BEGIN Material to process
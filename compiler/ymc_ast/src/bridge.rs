//! Builds an unresolved [`Document`] from a low-level YAML 1.2 event stream.
//!
//! Per `SPEC_FULL.md` §4.8, this is the only place in the workspace that
//! depends on the external YAML crate. The event parser resolves
//! anchors/aliases to numeric ids and scalar tags during scanning; we keep
//! both on the node rather than flattening aliases away, since forward
//! visibility of anchors is enforced by the resolver, not the parser.

use std::collections::HashMap;

use yaml_rust2::parser::{Event, EventReceiver, Parser};
use yaml_rust2::scanner::{Marker, ScanError, TScalarStyle, TokenType};

use ymc_span::Span;

use crate::node::{Node, NodeId, NodeKind, Tag};

#[derive(Debug, thiserror::Error)]
pub enum BridgeError {
    #[error("YAML scan error at {0}")]
    Scan(#[from] ScanError),
    #[error("document has no root node")]
    EmptyDocument,
}

/// An unresolved document: a flat arena of [`Node`]s plus the root.
#[derive(Clone, Debug, Default)]
pub struct Document {
    pub nodes: Vec<Node>,
    pub root: Option<NodeId>,
}

impl Document {
    pub fn get(&self, id: NodeId) -> &Node {
        &self.nodes[id.0 as usize]
    }
}

fn marker_offset(mark: Marker) -> u32 {
    mark.index() as u32
}

fn convert_tag(tok: Option<TokenType>) -> Option<Tag> {
    match tok {
        Some(TokenType::Tag(handle, suffix)) => Some(Tag { handle, suffix }),
        _ => None,
    }
}

fn anchor_opt(aid: usize) -> Option<u64> {
    if aid == 0 {
        None
    } else {
        Some(aid as u64)
    }
}

enum Partial {
    Seq {
        anchor_id: Option<u64>,
        tag: Option<Tag>,
        start: u32,
        items: Vec<NodeId>,
    },
    Map {
        anchor_id: Option<u64>,
        tag: Option<Tag>,
        start: u32,
        pending_key: Option<NodeId>,
        pairs: Vec<(NodeId, NodeId)>,
    },
}

struct Builder {
    arena: Vec<Node>,
    stack: Vec<Partial>,
    order_counter: u32,
    root: Option<NodeId>,
}

impl Builder {
    fn new() -> Self {
        Builder {
            arena: Vec::new(),
            stack: Vec::new(),
            order_counter: 0,
            root: None,
        }
    }

    fn push_node(&mut self, kind: NodeKind, anchor_id: Option<u64>, tag: Option<Tag>, span: Span) -> NodeId {
        let id = NodeId(self.arena.len() as u32);
        let order_index = self.order_counter;
        self.order_counter += 1;
        self.arena.push(Node {
            kind,
            anchor_id,
            tag,
            span,
            order_index,
        });
        self.attach(id);
        id
    }

    fn attach(&mut self, id: NodeId) {
        match self.stack.last_mut() {
            None => self.root = Some(id),
            Some(Partial::Seq { items, .. }) => items.push(id),
            Some(Partial::Map {
                pending_key, pairs, ..
            }) => {
                if let Some(key) = pending_key.take() {
                    pairs.push((key, id));
                } else {
                    *pending_key = Some(id);
                }
            }
        }
    }

    fn finish(self) -> Document {
        Document {
            nodes: self.arena,
            root: self.root,
        }
    }
}

impl EventReceiver for Builder {
    fn on_event(&mut self, ev: Event, mark: Marker) {
        let offset = marker_offset(mark);
        match ev {
            Event::Nothing
            | Event::StreamStart
            | Event::StreamEnd
            | Event::DocumentStart
            | Event::DocumentEnd => {}
            Event::Alias(aid) => {
                self.push_node(
                    NodeKind::Alias {
                        anchor_id: aid as u64,
                    },
                    None,
                    None,
                    Span::at(offset),
                );
            }
            Event::Scalar(text, style, aid, tag) => {
                let quoted = style != TScalarStyle::Plain;
                self.push_node(
                    NodeKind::Scalar { raw: text, quoted },
                    anchor_opt(aid),
                    convert_tag(tag),
                    Span::at(offset),
                );
            }
            Event::SequenceStart(aid, tag) => {
                self.stack.push(Partial::Seq {
                    anchor_id: anchor_opt(aid),
                    tag: convert_tag(tag),
                    start: offset,
                    items: Vec::new(),
                });
            }
            Event::SequenceEnd => {
                if let Some(Partial::Seq {
                    anchor_id,
                    tag,
                    start,
                    items,
                }) = self.stack.pop()
                {
                    self.push_node(
                        NodeKind::Seq(items),
                        anchor_id,
                        tag,
                        Span::new(start, offset),
                    );
                }
            }
            Event::MappingStart(aid, tag) => {
                self.stack.push(Partial::Map {
                    anchor_id: anchor_opt(aid),
                    tag: convert_tag(tag),
                    start: offset,
                    pending_key: None,
                    pairs: Vec::new(),
                });
            }
            Event::MappingEnd => {
                if let Some(Partial::Map {
                    anchor_id,
                    tag,
                    start,
                    pairs,
                    ..
                }) = self.stack.pop()
                {
                    self.push_node(
                        NodeKind::Map(pairs),
                        anchor_id,
                        tag,
                        Span::new(start, offset),
                    );
                }
            }
        }
    }
}

/// Parse one YAML document body (directives already stripped by the caller)
/// into an unresolved [`Document`].
pub fn build_document(source: &str) -> Result<Document, BridgeError> {
    let mut parser = Parser::new(source.chars());
    let mut builder = Builder::new();
    parser.load(&mut builder, false)?;
    Ok(builder.finish())
}

#[cfg(test)]
mod tests {
    use super::*;
    use crate::node::NodeKind;

    #[test]
    fn scalar_document() {
        let doc = build_document("hello").expect("parses");
        let root = doc.root.expect("has root");
        match &doc.get(root).kind {
            NodeKind::Scalar { raw, quoted } => {
                assert_eq!(raw, "hello");
                assert!(!quoted);
            }
            other => panic!("expected scalar, got {other:?}"),
        }
    }

    #[test]
    fn mapping_preserves_order() {
        let doc = build_document("b: 1\na: 2\n").expect("parses");
        let root = doc.root.expect("has root");
        match &doc.get(root).kind {
            NodeKind::Map(pairs) => {
                assert_eq!(pairs.len(), 2);
                let NodeKind::Scalar { raw: k0, .. } = &doc.get(pairs[0].0).kind else {
                    panic!("expected scalar key")
                };
                assert_eq!(k0, "b");
            }
            other => panic!("expected map, got {other:?}"),
        }
    }

    #[test]
    fn anchor_and_alias_share_identity() {
        let doc = build_document("- &x 1\n- *x\n").expect("parses");
        let root = doc.root.expect("has root");
        let NodeKind::Seq(items) = &doc.get(root).kind else {
            panic!("expected seq")
        };
        assert_eq!(items.len(), 2);
        let anchored = doc.get(items[0]);
        assert!(anchored.anchor_id.is_some());
        let NodeKind::Alias { anchor_id } = &doc.get(items[1]).kind else {
            panic!("expected alias")
        };
        assert_eq!(Some(*anchor_id), anchored.anchor_id);
    }

    #[test]
    fn quoted_scalar_is_marked() {
        let doc = build_document("\"1\"").expect("parses");
        let root = doc.root.expect("has root");
        let NodeKind::Scalar { quoted, .. } = &doc.get(root).kind else {
            panic!("expected scalar")
        };
        assert!(quoted);
    }
}
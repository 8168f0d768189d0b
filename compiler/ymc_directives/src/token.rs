use ymc_lexer_core::Literal;
use ymc_span::Span;

/// `RawToken<T>` from `SPEC_FULL.md` §3.2, specialised to the directive
/// scanner's literal value type.
#[derive(Clone, Debug, PartialEq)]
pub struct RawToken {
    /// The substring as it appears in source, escapes untouched.
    pub raw: String,
    /// Unquoted/unescaped text.
    pub text: String,
    /// Typed reading of `text` (string, number, boolean, null, undefined).
    pub value: Literal,
    pub quoted: bool,
    pub span: Span,
    /// True unless the token was a quoted string or bracket group left
    /// unterminated at end of line.
    pub terminated: bool,
}
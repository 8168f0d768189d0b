//! The module cache (C6, `SPEC_FULL.md` §4.5.1): one bucket per canonical
//! module path, keyed inside that bucket by parameter hash, with
//! insertion-ordered FIFO eviction once a bucket grows past [`THRESHOLD`].
//!
//! Generic over the cached value `T` so this crate stays decoupled from
//! the resolved document representation (`ymc_ast::Value`) — the resolver
//! (C7) is the only caller that cares what `T` is.

use std::path::{Path, PathBuf};

use indexmap::IndexMap;

/// Size at which a path's parameter-hash bucket is trimmed.
pub const THRESHOLD: usize = 50;
/// Number of oldest entries dropped once [`THRESHOLD`] is exceeded.
pub const EVICT_BATCH: usize = 25;

/// One cached compile result, stamped with the source hash it was built
/// from so a stale hit can be detected without re-parsing.
#[derive(Clone, Debug)]
pub struct CacheEntry<T> {
    pub source_hash: String,
    pub value: T,
}

#[derive(Default)]
pub struct ModuleCache<T> {
    paths: IndexMap<PathBuf, IndexMap<String, CacheEntry<T>>>,
}

impl<T> ModuleCache<T> {
    pub fn new() -> Self {
        Self::default()
    }

    /// Looks up `(path, param_hash)`. If the stored entry's source hash no
    /// longer matches `current_source_hash`, it's evicted and treated as a
    /// miss (`SPEC_FULL.md` invariant 7: editing source on disk invalidates
    /// the cache).
    pub fn get(&mut self, path: &Path, param_hash: &str, current_source_hash: &str) -> Option<&T> {
        let is_stale = self
            .paths
            .get(path)
            .and_then(|bucket| bucket.get(param_hash))
            .map(|entry| entry.source_hash != current_source_hash)?;

        if is_stale {
            if let Some(bucket) = self.paths.get_mut(path) {
                bucket.shift_remove(param_hash);
            }
            return None;
        }
        self.paths.get(path)?.get(param_hash).map(|entry| &entry.value)
    }

    /// Inserts or overwrites the entry for `(path, param_hash)`, then trims
    /// the bucket's oldest [`EVICT_BATCH`] entries if it now exceeds
    /// [`THRESHOLD`].
    pub fn insert(&mut self, path: PathBuf, param_hash: String, source_hash: String, value: T) {
        let bucket = self.paths.entry(path).or_default();
        bucket.insert(param_hash, CacheEntry { source_hash, value });

        if bucket.len() > THRESHOLD {
            let evict_count = EVICT_BATCH.min(bucket.len());
            let stale_keys: Vec<String> = bucket.keys().take(evict_count).cloned().collect();
            for key in stale_keys {
                bucket.shift_remove(&key);
            }
        }
    }

    /// Drops every entry for `path` (used when the dependency graph purges
    /// a path no entry point reaches any more).
    pub fn remove_path(&mut self, path: &Path) {
        self.paths.shift_remove(path);
    }

    pub fn contains_path(&self, path: &Path) -> bool {
        self.paths.contains_key(path)
    }

    pub fn bucket_len(&self, path: &Path) -> usize {
        self.paths.get(path).map_or(0, IndexMap::len)
    }

    pub fn reset(&mut self) {
        self.paths.clear();
    }
}

#[cfg(test)]
mod tests {
    use super::*;

    fn p() -> PathBuf {
        PathBuf::from("/mod.yaml")
    }

    #[test]
    fn hit_returns_cached_value() {
        let mut cache = ModuleCache::new();
        cache.insert(p(), "hash-empty".into(), "src1".into(), 42);
        assert_eq!(cache.get(&p(), "hash-empty", "src1"), Some(&42));
    }

    #[test]
    fn source_hash_mismatch_is_a_miss_and_evicts() {
        let mut cache = ModuleCache::new();
        cache.insert(p(), "hash-empty".into(), "src1".into(), 42);
        assert_eq!(cache.get(&p(), "hash-empty", "src2"), None);
        assert_eq!(cache.bucket_len(&p()), 0);
    }

    #[test]
    fn unknown_param_hash_is_a_miss() {
        let mut cache = ModuleCache::new();
        cache.insert(p(), "a".into(), "src1".into(), 1);
        assert_eq!(cache.get(&p(), "b", "src1"), None);
    }

    #[test]
    fn eviction_trims_oldest_batch_past_threshold() {
        let mut cache: ModuleCache<u32> = ModuleCache::new();
        for i in 0..THRESHOLD {
            cache.insert(p(), format!("h{i}"), "src".into(), i as u32);
        }
        assert_eq!(cache.bucket_len(&p()), THRESHOLD);

        cache.insert(p(), format!("h{THRESHOLD}"), "src".into(), THRESHOLD as u32);
        assert_eq!(cache.bucket_len(&p()), THRESHOLD + 1 - EVICT_BATCH);
        // the oldest entries are gone; the newest survives
        assert_eq!(cache.get(&p(), "h0", "src"), None);
        assert_eq!(cache.get(&p(), &format!("h{THRESHOLD}"), "src"), Some(&(THRESHOLD as u32)));
    }

    #[test]
    fn remove_path_drops_whole_bucket() {
        let mut cache = ModuleCache::new();
        cache.insert(p(), "a".into(), "src".into(), 1);
        cache.remove_path(&p());
        assert!(!cache.contains_path(&p()));
    }
}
END Material to process
# [Work to complete]
The word to find is "None". Copy every line of the records that holds it.

# [Answer below]
        _ => None,
        None
            root: None,
            None => self.root = Some(id),
                    None,
                    None,
                    pending_key: None,
            return None;
        assert_eq!(cache.get(&p(), "hash-empty", "src2"), None);
        assert_eq!(cache.get(&p(), "b", "src1"), None);
        assert_eq!(cache.get(&p(), "h0", "src"), None);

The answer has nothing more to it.